L'épicerie, elle s'y rend tous les jeudis depuis son ouverture. Préférant donner la priorité aux factures, pour conserver son toit, elle lime sur la nourriture. «Je n'arrivais plus à suivre. J'ai donc été voir le service social pour pouvoir manger un peu plus et prendre le bus pour aller au travail. Ils m'ont proposé l'épicerie afin de remplir mon frigo à moindres frais.»
(mgt)


«Je ne vois pas le bout du tunnel»

Maria a troqué un calvaire contre un autre. Cette  Chilienne, mère d'un enfant de 7?ans, a fui un mari excessivement violent, si tant est que la violence puisse être modérée, tolérable.

«Menacée de mort», elle débarque à Genève, en 2006, chez une cousine suisse qui l'accueille durant trois mois, période équivalente à la durée de son visa de touriste. Lorsque celui-ci échoit, son hôtesse panique à l'idée d'héberger une personne sans titre de séjour. Une sans-papiers, en somme.

Mise à la porte sans préavis, Maria découvre la débrouille: une sous-location par-ci, un séjour à la Halte Femmes d'Emm
aüs par-là. Seul
réconfort: le canton scolarise son enfant, malgré son statut.

Une année après, elle partage un appartement aux Avanchets avec une toxicomane. Le climat se dégrade. Elever un enfant devient très rapidement incompatible. Un ami lui sous-loue alors un «petit studio», dont le loyer coûte 1000 francs par mois. Cela tandis qu'elle gagne 1180 francs en tant que femme de ménage, à 75%. Travailler plus? Difficile. «On profite de ma situation pour me sous-payer. De plus, la plupart des offres d'emploi que je trouve exigent un permis d'établissement valable»,  déplore-t-elle.

C'est pourquoi certaines associations lui recommandent de se marier, avec un Suisse s'entend. Mais cette pieuse catholique s'y refuse.
Il n'est pas question non plus de retourner dans l'hémisphère Sud: «Mon fils apprend plusieurs langues, il est très bien intégré. Et je ne veux pas rentrer au Chili pour me cacher de ma propre famille.»
(mgt)


«Je ne devrais pas tarder à m'en sortir»

Elle le dit sans détour: sa fragile situation est provisoire. «Je ne devrais pas tarder à m'en sortir», confesse-t-elle.

Gestionnaire de vente, Martha, originaire de République dominicaine, gagne bien sa vie jusqu'en 2006. Elle a une voiture et un trois-pièces confortable. Une immigrée qui réussit, semble-t-elle vouloir dire.
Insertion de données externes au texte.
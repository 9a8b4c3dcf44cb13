/// MCP Protocol Types
///
/// JSON-RPC 2.0 request/response structures and the MCP payloads carried
/// inside them (tool descriptors and tool call results).

use serde::{Deserialize, Serialize};
use serde_json::Value;

/// MCP protocol revision reported in initialize responses
pub const PROTOCOL_VERSION: &str = "2024-11-05";

pub const JSONRPC_VERSION: &str = "2.0";

/// JSON-RPC 2.0 request structure for MCP protocol.
///
/// All MCP requests follow the JSON-RPC 2.0 specification. The jsonrpc field
/// must be "2.0", method names the MCP method to call, and params carries
/// method-specific parameters.
#[derive(Deserialize, Debug, Clone)]
pub struct MCPRequest {
    /// JSON-RPC version identifier, must be "2.0"
    pub jsonrpc: String,
    /// Request ID for correlating responses.
    ///
    /// None only when the member is absent, which marks a notification.
    /// An explicit `"id": null` is kept as `Some(Value::Null)` so the
    /// request is still answered.
    #[serde(default, deserialize_with = "present_id")]
    pub id: Option<Value>,
    /// MCP method name (e.g., "initialize", "tools/list", "tools/call")
    pub method: String,
    /// Method-specific parameters as JSON value
    #[serde(default)]
    pub params: Option<Value>,
}

// Only called when the member exists, so null becomes Some(Null).
fn present_id<'de, D>(deserializer: D) -> Result<Option<Value>, D::Error>
where
    D: serde::Deserializer<'de>,
{
    Value::deserialize(deserializer).map(Some)
}

impl MCPRequest {
    /// Notifications are one-way messages that never receive a response.
    pub fn is_notification(&self) -> bool {
        self.id.is_none()
    }
}

/// JSON-RPC 2.0 response structure for MCP protocol.
///
/// Responses must include jsonrpc "2.0", the request id, and either a result
/// or an error, never both.
#[derive(Serialize, Deserialize, Debug, Clone)]
pub struct MCPResponse {
    /// JSON-RPC version identifier, always "2.0"
    pub jsonrpc: String,
    /// Request ID from the original request, null if it could not be read
    pub id: Option<Value>,
    /// Response result, present when the request succeeded
    #[serde(skip_serializing_if = "Option::is_none")]
    pub result: Option<Value>,
    /// Error information, present when the request failed
    #[serde(skip_serializing_if = "Option::is_none")]
    pub error: Option<MCPError>,
}

impl MCPResponse {
    pub fn success(id: Option<Value>, result: Value) -> Self {
        Self {
            jsonrpc: JSONRPC_VERSION.to_string(),
            id,
            result: Some(result),
            error: None,
        }
    }

    pub fn error(id: Option<Value>, error: MCPError) -> Self {
        Self {
            jsonrpc: JSONRPC_VERSION.to_string(),
            id,
            result: None,
            error: Some(error),
        }
    }
}

/// JSON-RPC 2.0 error structure.
///
/// Errors follow the JSON-RPC 2.0 error format with a numeric code, message,
/// and optional additional data.
#[derive(Serialize, Deserialize, Debug, Clone, PartialEq)]
pub struct MCPError {
    /// JSON-RPC error code (e.g., -32601 for method not found)
    pub code: i32,
    /// Human-readable error message
    pub message: String,
    /// Optional additional error data
    #[serde(skip_serializing_if = "Option::is_none")]
    pub data: Option<Value>,
}

impl MCPError {
    pub const PARSE_ERROR: i32 = -32700;
    pub const INVALID_REQUEST: i32 = -32600;
    pub const METHOD_NOT_FOUND: i32 = -32601;
    pub const INVALID_PARAMS: i32 = -32602;

    fn new(code: i32, message: impl Into<String>) -> Self {
        Self {
            code,
            message: message.into(),
            data: None,
        }
    }

    pub fn parse_error(detail: impl std::fmt::Display) -> Self {
        Self::new(Self::PARSE_ERROR, format!("Parse error: {}", detail))
    }

    pub fn invalid_request(message: impl Into<String>) -> Self {
        Self::new(Self::INVALID_REQUEST, message)
    }

    pub fn method_not_found(message: impl Into<String>) -> Self {
        Self::new(Self::METHOD_NOT_FOUND, message)
    }

    pub fn invalid_params(message: impl Into<String>) -> Self {
        Self::new(Self::INVALID_PARAMS, message)
    }
}

/// MCP tool definition structure.
///
/// Each tool has a unique name, a description, and a JSON schema defining
/// its input parameters. This structure is serialized when listing tools.
#[derive(Serialize, Debug, Clone)]
#[serde(rename_all = "camelCase")]
pub struct MCPTool {
    /// Unique tool identifier (e.g., "data-lookup", "system-info")
    pub name: String,
    /// Human-readable description of what the tool does
    pub description: String,
    /// JSON Schema defining the tool's input parameters (`inputSchema` on the wire)
    pub input_schema: Value,
}

/// A single block of tool output. Only text is produced by this server.
#[derive(Serialize, Deserialize, Debug, Clone, PartialEq)]
#[serde(tag = "type", rename_all = "lowercase")]
pub enum ContentBlock {
    Text { text: String },
}

impl ContentBlock {
    pub fn text(text: impl Into<String>) -> Self {
        ContentBlock::Text { text: text.into() }
    }

    pub fn as_text(&self) -> &str {
        match self {
            ContentBlock::Text { text } => text,
        }
    }
}

/// Envelope returned by tools/call.
///
/// Handler failures are still successful JSON-RPC responses; `is_error`
/// tells the client the text describes a failure.
#[derive(Serialize, Deserialize, Debug, Clone, PartialEq)]
#[serde(rename_all = "camelCase")]
pub struct CallToolResult {
    /// Output blocks, always exactly one text block from this server
    pub content: Vec<ContentBlock>,
    /// True when the handler failed and the text starts with "Error: "
    pub is_error: bool,
}

impl CallToolResult {
    pub fn text(text: impl Into<String>) -> Self {
        Self {
            content: vec![ContentBlock::text(text)],
            is_error: false,
        }
    }

    /// Handler failure rendered in-band. An empty message gets a generic phrase.
    pub fn error(message: &str) -> Self {
        let message = if message.trim().is_empty() {
            "Unknown error occurred"
        } else {
            message
        };
        Self {
            content: vec![ContentBlock::text(format!("Error: {}", message))],
            is_error: true,
        }
    }
}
Puis se produit la chute. Elle est double. L'une lui «arrache» la colonne vertébrale, l'autre l'arrache à son train de vie. L'assurance accident l'indemnise correctement la première année, la seconde, 30% de ses revenus s'éclipsent, comme le prévoit la Loi sur le chômage.

Ne pouvant plus exercer un métier, le sien, nécessitant de se tenir debout, elle entame des études de comptabilité. L'Office régional de placement refuse de lui octroyer une aide pour les frais d'écolage.

«J'avais le choix entre payer un avocat pour financer des recours ou me serrer la ceinture et payer moi-même l'intégralité de ces études», résume Martha. Elle choisira la seconde option. Peut-être la moins mauvaise des deux. «Je commence ma nouvelle carrière en septembre prochain. Mon contrat est à bout touchant», révèle-t-elle.

Bien que temporaires, ses difficultés pécuniaires n'en sont pas moins réelles. D'où le fait qu'elle fréquente chaque semaine depuis un mois l'épicerie verniolane. Au vu de son cas particulier, le service social a fait une exception. Car «son patrimoine» dépasse de peu les seuils prévus par le service social. A quoi bon lui demander, pour la petite année qui la sépare d'une meilleure situation, de déménager et de vendre sa voiture?